IHSG rebound didukung de-eskalasi perang Iran, saham bank menguat
Rabu, 01 April 2026

JAKARTA – Indeks Harga Saham Gabungan (IHSG) membuka perdagangan Rabu (1/4) hari ini di zona hijau, dengan penguatan lebih dari 1,7% atau 124 poin.
Lebih dari 470 saham mencatat kenaikan harga hingga pukul 9.15 WIB, sebanyak 125 saham melemah dan sisanya stagnan.
Tiga saham dengan nilai transaksi tertinggi pada pembukaan yaitu PT Bank Rakyat Indonesia (Persero) Tbk (BBRI) sebesar Rp206 miliar, PT Bank Central Asia Tbk (BBCA) Rp203 miliar, dan PT Bank Mandiri (Persero) Tbk (BMRI) Rp112 miliar. Harga saham tiga bank terbesar ini pun kompak menguat, dengan kenaikan tertinggi pada BBRI yang mencapai 2,4%.
Analis CGS International Sekuritas Indonesia menilai penguatan indeks utama di Wall Street pada Selasa (31/3) kemarin, serta ekspektasi berakhirnya konflik di Timur Tengah, menjadi sentimen positif bagi pasar.
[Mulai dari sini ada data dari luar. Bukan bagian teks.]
//! Content handler turning schema document tags into the schema model.
//!
//! The handler keeps the state of one compile session: the model, the
//! document worklist, the stacks of elements and types being defined, the
//! stack of open tags, and the diagnostic slot. Each document is read with a
//! [`TokenReader`]; start and end tags are validated against the tag table
//! and then handed to the action for the tag.

use crate::builtins::{self, COMPLEX_TYPE_DESCRIPTOR};
use crate::dispatch::{self, EndAction, StartAction, Tag};
use crate::error::{ErrorInfo, SchemaError, Severity};
use crate::external::{ExternalSchemaInfo, Inclusion, SchemaKind, SchemaWorklist};
use crate::generator::SchemaGenerator;
use crate::model::{ElementId, QualifiedSymbol, SchemaModel, TypeId};
use crate::namespace::{NamespaceId, NamespaceRegistry};
use crate::parser::CompileOptions;
use crate::reader::{Advance, NodeType, TokenReader};
use std::collections::BTreeMap;
use std::io::Read;
use tracing::Level;
use xsdc_core::{ElemType, FormattingMode, Schema};

/// Field name of the synthetic field holding a wrapper record.
const UNTAGGED_FIELD: &str = "UNTAGGED";

/// State of one compile session.
pub struct ContentHandler {
    options: CompileOptions,
    registry: NamespaceRegistry,
    model: SchemaModel,
    worklist: SchemaWorklist,
    element_stack: Vec<ElementId>,
    type_stack: Vec<TypeId>,
    descriptor_stack: Vec<Tag>,
    skip_depth: usize,
    schema_attributes: BTreeMap<String, String>,
    error: ErrorInfo,
    line: usize,
    column: usize,
}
Meskipun di sisi lain, berlanjutnya aksi net sell investor asing tetap menjadi kekhawatiran bagi pasar saham. “IHSG hari ini berpotensi untuk rebound menguat dengan support 6.945-6.840 dan resistance 7.152-7.258,” jelas analis CGS International, dalam catatan yang disampaikan pagi ini.
Sementara itu analis Phintraco Sekuritas menyampaikan hal serupa, bahwa IHSG berpotensi rebound didukung sentimen de-eskalasi perang di Timur Tengah.
“Diperkirakan IHSG akan menguji level resistance di 7.100-7.200,” jelas analis Phintraco.
Menurut data Bloomberg, mayoritas indeks saham di kawasan emerging Asia kompak menghijau, dipimpin KOSPI yang melesat 6,44%. NIFTY India jadi satu-satunya indeks saham yang melemah, dengan penurunan 2,14%.
Dari pasar komoditas, harga minyak mentah WTI dan brent tetap bertahan di atas level US$100 per barel. Sementara harga emas di pasar spot menguat terbatas 0,60% ke level US$4.696,22 per troi ons. (KR)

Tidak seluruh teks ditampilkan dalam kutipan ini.